François Deltour (CPA) "La disparition des cookies tiers va inciter les gros annonceurs à internaliser leur programme d'affiliation"

Le président du Collectif pour les acteurs du marketing digital revient sur l'annonce de Google. Et s'inquiète d'une privatisation par les walled gardens de la mesure de la performance sur le Web.

JDN. Google a annoncé la disparition des cookies tiers dans Chrome d'ici deux ans. Quelle sera la conséquence pour le marché de l'affiliation, pour qui ces cookies sont si importants ?

François Deltour est président du CPA. © CPA

François Deltour. C'est évidemment un game changer. Le genre d'annonce qui va obliger le marché à se retrousser les manches pour trouver des alternatives. La bonne nouvelle, c'est qu'on a un peu de temps devant nous. Deux ans en l'occurrence. Rappelons aussi que Chrome ne condamne pas le cookie dans son ensemble. Son annonce concerne uniquement les cookies tiers. Les cookies 1st party continueront à fonctionner et on va finalement se retrouver dans la même situation que pour Safari, un environnement où seuls les cookies 1st party sont autorisés depuis près de deux ans. On y voit que dès lors que les annonceurs mettent les infrastructures nécessaires en place pour nous permettre de déposer et lire des cookies 1st party en marque blanche pour leur compte, on continue à travailler sereinement.
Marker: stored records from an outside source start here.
//! HTTP surface: health, dispatch triggers, event emission, spend and the
//! live event stream.

use axum::{
    extract::{Path, State},
    http::StatusCode,
    middleware::from_fn_with_state,
    response::{
        sse::{Event, KeepAlive, Sse},
        IntoResponse, Response,
    },
    routing::{get, post},
    Json, Router,
};
use chrono::Utc;
use futures::stream::Stream;
use serde::{Deserialize, Serialize};
use serde_json::{json, Value};
use std::convert::Infallible;
use std::sync::Arc;
use std::time::Duration;
use tokio_stream::{wrappers::ReceiverStream, StreamExt};
use tracing::{error, info};

use crate::edge::{
    cors_layer, guardrail_filter, rate_limit, require_internal_token, require_trigger_key,
    verify_signature, EdgeState,
};
use crate::error::{DispatchError, StoreError};
use crate::events::EmitReport;
use crate::model::{period_key, SpendPeriod};
use crate::queue::DispatchOptions;
use crate::runtime::Runtime;

/// Frames a slow SSE client may fall behind before it is dropped
const STREAM_BUFFER: usize = 64;

#[derive(Clone)]
pub struct AppState {
    pub runtime: Arc<Runtime>,
    pub edge: EdgeState,
}

#[derive(Debug)]
pub enum ApiError {
    Dispatch(DispatchError),
    Store(StoreError),
}

impl From<DispatchError> for ApiError {
    fn from(err: DispatchError) -> Self {
        ApiError::Dispatch(err)
    }
}

impl From<StoreError> for ApiError {
    fn from(err: StoreError) -> Self {
        ApiError::Store(err)
    }
}

impl IntoResponse for ApiError {
    fn into_response(self) -> Response {
        let (status, message) = match &self {
            ApiError::Dispatch(DispatchError::UnknownAgent(agent)) => {
                (StatusCode::NOT_FOUND, format!("unknown agent: {agent}"))
            }
            ApiError::Dispatch(DispatchError::InvalidOptions(msg)) => {
                (StatusCode::BAD_REQUEST, msg.clone())
            }
            ApiError::Dispatch(DispatchError::Store(e)) | ApiError::Store(e) => {
                error!(error = %e, "Store error while serving request");
                (StatusCode::INTERNAL_SERVER_ERROR, "store unavailable".to_string())
            }
        };
        (status, Json(json!({ "error": message }))).into_response()
    }
}

#[derive(Debug, Serialize, Deserialize)]
pub struct Accepted {
    pub job_id: String,
    pub agent: String,
    pub job_type: String,
}

#[derive(Debug, Deserialize)]
pub struct DispatchRequest {
    pub agent: String,
    pub job_type: String,
    #[serde(default)]
    pub payload: Value,
    #[serde(default)]
    pub options: DispatchOptions,
}

pub fn router(state: AppState) -> Router {
    let edge = state.edge.clone();

    let webhooks = Router::new()
        .route("/webhooks/{agent}/{job_type}", post(webhook_dispatch))
        .route_layer(from_fn_with_state(edge.clone(), verify_signature));

    let triggers = Router::new()
        .route("/trigger/{agent}/{job_type}", post(trigger_dispatch))
        .route_layer(from_fn_with_state(edge.clone(), require_trigger_key));

    let internal = Router::new()
        .route("/internal/dispatch", post(internal_dispatch))
        .route("/internal/events/{name}", post(emit_event))
        .route("/internal/spend", get(current_spend))
        .route_layer(from_fn_with_state(edge.clone(), require_internal_token));

    Router::new()
        .route("/", get(index))
        .route("/health", get(health))
        .route("/stream", get(stream))
        .merge(webhooks)
        .merge(triggers)
        .merge(internal)
        .layer(from_fn_with_state(edge.clone(), guardrail_filter))
        .layer(from_fn_with_state(edge.clone(), rate_limit))
        .layer(cors_layer(&edge.config.cors_origins))
        .with_state(state)
}

async fn index() -> Json<Value> {
    Json(json!({
        "name": "agent-dispatch",
        "version": env!("CARGO_PKG_VERSION"),
        "endpoints": [
            "GET /health",
            "GET /stream",
            "POST /webhooks/{agent}/{job_type}",
            "POST /trigger/{agent}/{job_type}",
            "POST /internal/dispatch",
            "POST /internal/events/{name}",
            "GET /internal/spend",
        ],
    }))
}

async fn health() -> Json<Value> {
    Json(json!({ "status": "ok", "version": env!("CARGO_PKG_VERSION") }))
}

async fn dispatch(
    state: &AppState,
    agent: &str,
    job_type: &str,
    payload: Value,
    options: DispatchOptions,
    source: &'static str,
) -> Result<(StatusCode, Json<Accepted>), ApiError> {
    let handle = state
        .runtime
        .fabric
        .dispatch(agent, job_type, payload, options)
        .await?;
    info!(agent, job_type, job_id = %handle.id, source, "Dispatch accepted");
    Ok((
        StatusCode::ACCEPTED,
        Json(Accepted {
            job_id: handle.id.to_string(),
            agent: handle.agent,
            job_type: handle.job_type,
        }),
    ))
}

async fn webhook_dispatch(
    State(state): State<AppState>,
    Path((agent, job_type)): Path<(String, String)>,
    Json(payload): Json<Value>,
) -> Result<(StatusCode, Json<Accepted>), ApiError> {
    dispatch(&state, &agent, &job_type, payload, DispatchOptions::default(), "webhook").await
}

async fn trigger_dispatch(
    State(state): State<AppState>,
    Path((agent, job_type)): Path<(String, String)>,
    Json(payload): Json<Value>,
) -> Result<(StatusCode, Json<Accepted>), ApiError> {
    dispatch(&state, &agent, &job_type, payload, DispatchOptions::default(), "trigger").await
}

async fn internal_dispatch(
    State(state): State<AppState>,
    Json(request): Json<DispatchRequest>,
) -> Result<(StatusCode, Json<Accepted>), ApiError> {
    dispatch(
        &state,
        &request.agent,
        &request.job_type,
        request.payload,
        request.options,
        "internal",
    )
    .await
}

async fn emit_event(
    State(state): State<AppState>,
    Path(name): Path<String>,
    Json(payload): Json<Value>,
) -> Json<EmitReport> {
    Json(state.runtime.events.emit(&name, payload).await)
}

async fn current_spend(State(state): State<AppState>) -> Result<Json<SpendPeriod>, ApiError> {
    let period = state
        .runtime
        .store
        .spend_period(&period_key(Utc::now()), state.runtime.config.budget.monthly_limit_usd)
        .await?;
    Ok(Json(period))
}

async fn stream(State(state): State<AppState>) -> Sse<impl Stream<Item = Result<Event, Infallible>>> {
    let (guard, rx) = state.runtime.broadcaster.subscribe(STREAM_BUFFER);
    info!(sink = guard.id().0, "Live stream observer connected");

    let events = ReceiverStream::new(rx).map(move |frame| {
        // Unregisters the sink when the client goes away
        let _connected = &guard;
        Ok::<_, Infallible>(
            Event::default()
                .event(frame.event)
                .data(frame.data.to_string()),
        )
    });

    Sse::new(events).keep_alive(
        KeepAlive::new()
            .interval(Duration::from_secs(15))
            .text("keepalive"),
    )
}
Ces cookies 1st party ont désormais une durée de vie de 24 heures sur Safari. Si un internaute achète un produit plus de 24 heures après avoir cliqué sur la publicité, la contribution de l'éditeur à l'origine de cette dernière ne pourra plus être reconnue. N'est-ce pas problématique ?

Pas forcément. Déjà parce que les internautes qui effectuent un achat plus de 24 heures après avoir cliqué sur une publicité sont plutôt rares. Et puis, quand ils le font, c'est le plus souvent sur un autre device, ce qui ne nous permet pas, de toute façon, d'attribuer correctement la vente. Dans les faits, cela ne change donc pas grand-chose.

Le marché de l'affiliation est donc plutôt préservé ?

"Quand Google a décidé de mettre un terme à son Google Affiliate Network, les annonceurs ont repris la main, investi mieux et plus dans le secteur"

Il l'est en tout cas plus que le marché de l'achat display classique qui a lui besoin du tracking cross-site, de la mesure post-view et donc des cookies tiers pour fonctionner correctement. En affiliation, on a seulement besoin de suivre l'internaute sur le site de l'annonceur une fois qu'il a cliqué sur la publicité. Tout cela sera encore possible via le dépôt de cookies 1st party ou des délégations Cname. Mais pour cela, une grande partie des annonceurs vont devoir internaliser la gestion de leurs programme d'affiliation. C'est sans doute une bonne nouvelle pour le dynamisme de notre marché. On l'a vu aux Etats-Unis quand Google a décidé de mettre un terme à son Google Affiliate Network. Les annonceurs ont repris la main, investi mieux et plus dans le secteur. La disparition des cookies tiers pourra être compensée par une plus grande implication des gros annonceurs.

Et les autres ?

Ça va être une autre histoire pour les petits et moyens sites dont on voit qu'ils n'ont pas toujours les compétences ou les ressources pour nous permettre de déposer des tags chez eux. Le risque c'est que, faute de pouvoir mettre en place des stratégies d'acquisition de trafic pérenne, certains décident d'aller voir Amazon. Mais ça reste finalement une petite part du gâteau. On compte environ 200 000 e-commerçants en France pour environ 7 000 programmes d'affiliation. L'affiliation reste avant tout un domaine réservé aux e-commerçants qui ont une taille critique.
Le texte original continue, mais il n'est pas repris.